A president should not be in a hurry to complete his or her North Korea policy during a single five-year term. We should wait and see what changes occur in the North as time goes by. For a considerable period of time, Seoul must spend its energy on strengthening our national power. West Germany achieved a peaceful reunification because it had the capacity to embrace East Germany. And West Germans were not hesitant to pour their money into reinvigorating the moribund economy of the East and elevating the standard of living of East Germans.

Former President Kim Dae-jung prided himself on moving the country a step closer to reunification. In fact, nothing has changed much since his summit 16 years ago. But Kim had the honor of winning the Nobel Peace Prize in December 2000. That was the real fruit of his tireless efforts to engage North Korea.  [Joong Ang Ilbo]

You can read the whole thing at the link.

Korean Opposition Party Wants Return to Sunshine Era Policies with North Korea

The Sunshiners are back and they just cannot bring themselves to admit that they wrong.  All the Sunshine Policy did was keep one of the world’s worst governments in power with money and food aid that in turn was used to develop ballistic missiles and a nuclear program that are now a threat to the rest of the world:

At symposium, participants argue that if conciliatory policies had been continued, inter-Korean relations wouldn’t have deteriorated

At an academic conference to mark the eighth anniversary of the October 4 North-South Declaration, several voices called for a restoration of the Sunshine Policy and other initiatives to improve inter-Korean relations. On Oct. 2, the Roh Moo-hyun Foundation, Korea Peace Forum and Chatham House (Royal Institute of International Affairs) co-hosted an international symposium for the eighth anniversary of the October 4 declaration at the Sejong Center for the Performing Arts in central Seoul.
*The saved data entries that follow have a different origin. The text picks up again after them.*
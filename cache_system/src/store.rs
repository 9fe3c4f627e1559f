//! The cache contract used by the write coordinator and the cache-aside reader

use crate::errors::CacheError;
use async_trait::async_trait;
use std::fmt::Debug;
use std::time::Duration;

/// Key/value cache with per-key TTL and namespace deletion.
///
/// Entries are never authoritative: they may be absent, stale or evicted at
/// any time. Implementations must be safe for concurrent use.
#[async_trait]
pub trait CacheStore: Send + Sync + Debug {
    /// Upsert a single entry. A zero `ttl` means the entry never expires.
    async fn set(&self, key: &str, value: &[u8], ttl: Duration) -> Result<(), CacheError>;

    async fn get(&self, key: &str) -> Result<Option<Vec<u8>>, CacheError>;

    /// Delete one entry, reporting whether it existed
    async fn delete(&self, key: &str) -> Result<bool, CacheError>;

    /// Delete every key currently stored under `prefix`, returning how many
    /// were removed.
    ///
    /// Deletions are independent per key: a failure part way leaves the
    /// remaining entries intact and is reported as [`CacheError::PartialDelete`].
    async fn delete_by_prefix(&self, prefix: &str) -> Result<u64, CacheError>;
}
//! # regcache
//!
//! Cache-coherent registration of records: persist to PostgreSQL, populate the
//! record's point entry in Redis, then invalidate every cached listing of its
//! kind.
//!
//! ## Quick Start
//!
//! ```rust,no_run
//! use regcache::prelude::*;
//!
//! #[derive(Debug, Clone, Serialize, Deserialize)]
//! pub struct User {
//!     pub name: String,
//! }
//!
//! impl Entity for User {
//!     const KIND: &'static str = "user";
//!
//!     fn unique_key(&self) -> Option<String> {
//!         Some(self.name.clone())
//!     }
//! }
//!
//! #[tokio::main]
//! async fn main() -> Result<(), Box<dyn std::error::Error>> {
//!     let regcache = RegCache::new(AppConfig::load()?).await?;
//!     regcache.auto_migrate::<User>(false).await?;
//!
//!     let users = regcache.coordinator::<User>()?;
//!     let registration = users
//!         .register_and_cache(User { name: "alice".to_string() })
//!         .await?;
//!
//!     // Cached under "user:<id>"; every "users:" listing entry is dropped
//!     println!("registered {} ({})", registration.id(), registration.state());
//!     Ok(())
//! }
//! ```

/// Conditional debug logging macros
/// These macros only compile in code when the `debug-logging` feature is enabled
#[cfg(feature = "debug-logging")]
#[macro_export]
macro_rules! debug_log {
    ($($arg:tt)*) => {
        tracing::debug!($($arg)*)
    };
}

#[cfg(not(feature = "debug-logging"))]
#[macro_export]
macro_rules! debug_log {
    ($($arg:tt)*) => {};
}

#[cfg(feature = "debug-logging")]
#[macro_export]
macro_rules! trace_log {
    ($($arg:tt)*) => {
        tracing::trace!($($arg)*)
    };
}

#[cfg(not(feature = "debug-logging"))]
#[macro_export]
macro_rules! trace_log {
    ($($arg:tt)*) => {};
}

pub mod context;
pub mod coordinator;
pub mod core;
pub mod errors;
pub mod migration;
pub mod prelude;
pub mod reader;
pub mod registration;
pub mod retry;

// Re-export the main public types for convenience
pub use context::{CancelHandle, RegisterContext};
pub use coordinator::{CoordinatorSettings, WriteCoordinator};
pub use core::RegCache;
pub use errors::{RegCacheError, RegisterError, RetryError};
pub use reader::CachedReader;
pub use registration::{CacheStep, CacheWarning, Registration, RegistrationState};
pub use retry::RetryPolicy;

// Re-export centralized config
pub use config::{AppConfig, CacheConfig, CoordinatorConfig, DatabaseConfig, RetryConfig};

// Re-export internal crates used in the public API
pub use cache_system;
pub use signal_system;
pub use store_object;

// Re-export external dependencies used in public API
pub use async_trait;
pub use sqlx;
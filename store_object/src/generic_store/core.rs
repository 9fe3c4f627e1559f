use crate::entity::{Entity, EntityKind};
use crate::validation::ValidationError;
use crate::DbPool;

/// PostgreSQL-backed store holding one table per entity kind.
///
/// Rows carry the generated id, the creation time, an optional unique key and
/// the entity fields as JSONB.
#[derive(Clone)]
pub struct GenericStore<T: Entity> {
    pub(crate) db_pool: DbPool,
    pub(crate) kind: EntityKind,
    pub(crate) _phantom: std::marker::PhantomData<T>,
}

impl<T: Entity> std::fmt::Debug for GenericStore<T> {
    fn fmt(&self, f: &mut std::fmt::Formatter<'_>) -> std::fmt::Result {
        f.debug_struct("GenericStore")
            .field("kind", &self.kind.singular())
            .field("table", &self.kind.table_name())
            .finish()
    }
}

impl<T: Entity> GenericStore<T> {
    pub fn new(db_pool: DbPool) -> Result<Self, ValidationError> {
        Ok(Self {
            db_pool,
            kind: EntityKind::of::<T>()?,
            _phantom: std::marker::PhantomData,
        })
    }

    pub fn kind(&self) -> &EntityKind {
        &self.kind
    }

    /// Get a reference to the underlying pool
    pub fn pool(&self) -> &DbPool {
        &self.db_pool
    }

    /// DDL creating the backing table for this kind
    pub fn create_table_sql(&self) -> String {
        format!(
            "CREATE TABLE IF NOT EXISTS {} (
                id TEXT PRIMARY KEY,
                created_at TIMESTAMPTZ NOT NULL DEFAULT NOW(),
                unique_key TEXT UNIQUE,
                data JSONB NOT NULL
            )",
            self.kind.table_name()
        )
    }

    pub fn drop_table_sql(&self) -> String {
        format!("DROP TABLE IF EXISTS {} CASCADE", self.kind.table_name())
    }

    pub(crate) fn insert_sql(&self) -> String {
        format!(
            "INSERT INTO {} (id, unique_key, data) VALUES ($1, $2, $3) RETURNING created_at",
            self.kind.table_name()
        )
    }

    pub(crate) fn get_by_id_sql(&self) -> String {
        format!(
            "SELECT id, created_at, data FROM {} WHERE id = $1",
            self.kind.table_name()
        )
    }

    pub(crate) fn select_base_sql(&self) -> String {
        format!("SELECT id, created_at, data FROM {}", self.kind.table_name())
    }
}
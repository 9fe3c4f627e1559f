//! Convenience re-exports for common regcache usage
//!
//! # Example
//!
//! ```rust
//! use regcache::prelude::*;
//! ```

// Core regcache components
pub use crate::context::{CancelHandle, RegisterContext};
pub use crate::coordinator::{CoordinatorSettings, WriteCoordinator};
pub use crate::core::RegCache;
pub use crate::errors::{RegCacheError, RegisterError, RetryError};
pub use crate::reader::CachedReader;
pub use crate::registration::{CacheStep, CacheWarning, Registration, RegistrationState};
pub use crate::retry::RetryPolicy;

// Re-export centralized config
pub use config::{AppConfig, CacheConfig, CoordinatorConfig, DatabaseConfig, RetryConfig};

// Entity model and persistence stores
pub use store_object::prelude::*;

// Re-export signal system for event handling
pub use signal_system::prelude::*;

// Re-export cache system
pub use cache_system::prelude::*;

// Common external dependencies
pub use anyhow;
pub use async_trait;
pub use sqlx;
pub use tokio;
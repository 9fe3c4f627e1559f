//! Convenience re-exports for common cache-system usage

// Core cache system components
pub use crate::errors::CacheError;
pub use crate::keys::KeyNamer;
pub use crate::manager::CacheManager;
pub use crate::memory::MemoryCache;
pub use crate::store::CacheStore;

// Re-export centralized config
pub use config::CacheConfig;

// Common external dependencies
pub use redis;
At the symposium, James Hoare, a Chatham House fellow who was charge d’affaires and HM Consul-General at the British Embassy in Pyongyang, said that what South and North need right now is a return to the Sunshine Policy initiatives enacted by Kim Dae-jung and Roh Moo-hyun from 1997 to 2007. He added that if Lee Myung-bak had continued such initiatives instead of abandoning the October 4 Declaration, it would have helped inter-Korean relations immensely. Moon Jae-in, leader of the opposition New Politics Alliance for Democracy, claimed that if the initiatives of the October 4 declaration had continued, the lives of 70 million people would now be “brimming with hope and prosperity,” while the Korean Peninsula “reached out to the international community as a whole.” “The past eight years of Lee Myung-bak and Park Geun-hye, however, have thrown inter-Korean relations back to the dark ages,” he added, adding that if measures such as the special zone of peace and cooperation in the West (Yellow) Sea and economic reunification had been properly implemented, the nation could have focused its efforts on conquering problems like stagnant growth, the decline of the middle class, and youth unemployment. The October 4 declaration included agreements to establish a “special zone of peace and cooperation” in the West Sea, including the city of Haeju and the surrounding maritime region, as well as the launch of joint fishing areas and peace districts.  [Hankyoreh]

You can read more at the link.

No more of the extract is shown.